“Sure, the climate is changing. ... There was never a time when the climate was not changing,” Florida’s Republican Sen. Marco Rubio, fighting to revive his presidential bid, said during Thursday’s GOP debate in his home state. This was the final debate among Republican candidates before a day of important state primaries and caucuses that will be held next Tuesday.
Although the question of climate change was briefly raised during the debate in Miami — a low-lying city that is already feeling the impact of rising sea levels — Rubio steadfastly refused to lay the blame for global warming on human activity.
“I think the fundamental question for a policymaker is, is the climate changing because of something we are doing, and if so, is there a law you can pass to fix it?” Rubio said, when asked whether he would acknowledge the scientific consensus on anthropogenic climate change. “As far as a law that we can pass in Washington to change the weather, there's no such thing.”
Several studies have, in the past, shown that regions in the Caribbean and southeast U.S., including Florida, are “highly vulnerable” to flooding due to a rise in sea levels. According to the 2014 National Climate Assessment report, agricultural areas around Miami-Dade County and southern Louisiana with shallow groundwater tables “are at risk of increased inundation and future loss of cropland with a projected loss of 37,500 acres in Florida” with a 27-inch sea level rise.
Sea levels are expected to rise in southeast Florida by six to 10 inches by 2030.
“Climate change is no longer viewed as a future threat around here,” Ben Kirtman, a climate change expert at the University of Miami, told the Guardian in July 2014. “It is something that we are having to deal with today.”

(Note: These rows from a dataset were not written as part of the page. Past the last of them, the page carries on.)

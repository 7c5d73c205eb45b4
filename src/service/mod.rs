pub use app_error::{AppError, AppResult};
pub use config::{BrokerConfig, CommitLogConfig, TopicConfig};
pub use tracing_config::setup_local_tracing;

mod app_error;
mod config;
mod tracing_config;
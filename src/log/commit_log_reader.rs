// Copyright 2025 jonefeewang@gmail.com
//
// Licensed under the Apache License, Version 2.0 (the "License");
// you may not use this file except in compliance with the License.
// You may obtain a copy of the License at
//
//     http://www.apache.org/licenses/LICENSE-2.0
//
// Unless required by applicable law or agreed to in writing, software
// distributed under the License is distributed on an "AS IS" BASIS,
// WITHOUT WARRANTIES OR CONDITIONS OF ANY KIND, either express or implied.
// See the License for the specific language governing permissions and
// limitations under the License.

use std::sync::Arc;

use bytes::Bytes;
use tokio::sync::Mutex;
use tracing::{debug, trace};

use crate::log::{LogSegment, LogSegmentFactory, LogSegmentReader, TopicSegmentRegistry};
use crate::message::{BatchHeader, LogRecord, LogRecordBatch};
use crate::AppResult;

/// Offset-addressed reads over all segments of one topic, bounded by the
/// high-water mark.
///
/// One segment reader is kept open and replaced whenever a read lands in a
/// different segment.
#[derive(Debug)]
pub struct CommitLogReader {
    registry: Arc<TopicSegmentRegistry>,
    segment_factory: LogSegmentFactory,
    current: Mutex<Option<Arc<LogSegmentReader>>>,
}

impl CommitLogReader {
    pub fn new(registry: Arc<TopicSegmentRegistry>, segment_factory: LogSegmentFactory) -> Self {
        Self {
            registry,
            segment_factory,
            current: Mutex::new(None),
        }
    }

    pub fn topic(&self) -> &str {
        self.registry.topic()
    }

    pub fn high_water_mark(&self) -> u64 {
        self.registry.high_water_mark()
    }

    async fn reader_for(&self, segment: &LogSegment) -> AppResult<Arc<LogSegmentReader>> {
        let mut current = self.current.lock().await;
        if let Some(reader) = current.as_ref() {
            if reader.segment().base_offset == segment.base_offset {
                return Ok(Arc::clone(reader));
            }
        }
        // reads still holding the stale reader finish before its files close
        if let Some(stale) = current.take() {
            debug!(
                topic = %self.topic(),
                from = stale.segment().base_offset,
                to = segment.base_offset,
                "switching segment reader"
            );
        }
        let reader = Arc::new(self.segment_factory.create_reader(segment)?);
        *current = Some(Arc::clone(&reader));
        Ok(reader)
    }

    /// The batch holding `offset`, or `None` when `offset` is not below the
    /// high-water mark.
    pub async fn read_record_batch(&self, offset: u64) -> AppResult<Option<LogRecordBatch>> {
        let Some(segment) = self.registry.segment_containing_offset(offset) else {
            trace!(topic = %self.topic(), offset, "offset beyond high-water mark");
            return Ok(None);
        };
        self.reader_for(&segment).await?.read_batch(offset).await
    }

    pub async fn read_record(&self, offset: u64) -> AppResult<Option<LogRecord>> {
        Ok(self.read_record_batch(offset).await?.and_then(|batch| {
            batch
                .into_records()
                .into_iter()
                .find(|record| record.offset == offset)
        }))
    }

    /// Raw CRC-verified frame holding `offset`, for serving without a decode.
    pub async fn read_batch_bytes(&self, offset: u64) -> AppResult<Option<(BatchHeader, Bytes)>> {
        let Some(segment) = self.registry.segment_containing_offset(offset) else {
            return Ok(None);
        };
        self.reader_for(&segment)
            .await?
            .read_batch_bytes(offset)
            .await
    }

    /// Batches across all segments holding a record stamped at or after
    /// `timestamp`, in offset order.
    pub async fn read_from_timestamp(&self, timestamp: u64) -> AppResult<Vec<LogRecordBatch>> {
        let high_water_mark = self.high_water_mark();
        let mut batches = Vec::new();
        for segment in self.registry.segments() {
            if segment.base_offset >= high_water_mark {
                break;
            }
            let reader = self.reader_for(&segment).await?;
            batches.extend(
                reader
                    .read_from_timestamp(timestamp)
                    .await?
                    .into_iter()
                    .filter(|batch| batch.last_offset() < high_water_mark),
            );
        }
        Ok(batches)
    }

    /// Releases the open segment reader.
    pub async fn dispose(&self) {
        if let Some(reader) = self.current.lock().await.take() {
            reader.dispose().await;
        }
    }
}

Reacting to Rubio’s comments, Philip Levine, mayor of the neighboring Miami Beach, said the senator was “100 percent using the language of a climate change denier.”
“Unfortunately, Senator Rubio went to his usual talking points, fed to him by his donors in the sugar and energy industry,” Levine reportedly said, adding that he was more impressed by Ohio Gov. John Kasich, who said he accepts the science of climate change.
Kasich, who is trailing in the polls, is the only GOP contender who has acknowledged humanity’s impact on the climate.
“I do believe we contribute to climate change, but I don't think it has to be a — you know, either you're for some environmental stringent rules or — you know, you're not going to have any jobs. The fact is, you can have both,” Kasich said Thursday. “In our state, we've reduced emissions by 30 percent. But let me tell you also what we're trying to do. We want all the sources of energy. We want to dig coal, but we want to clean it when we burn it. We believe in natural gas. We believe in nuclear power.”
The two other Republican candidates, Donald Trump and Ted Cruz — both of whom have repeatedly denied the existence of climate change altogether — were not asked about their views on global warming during the debate.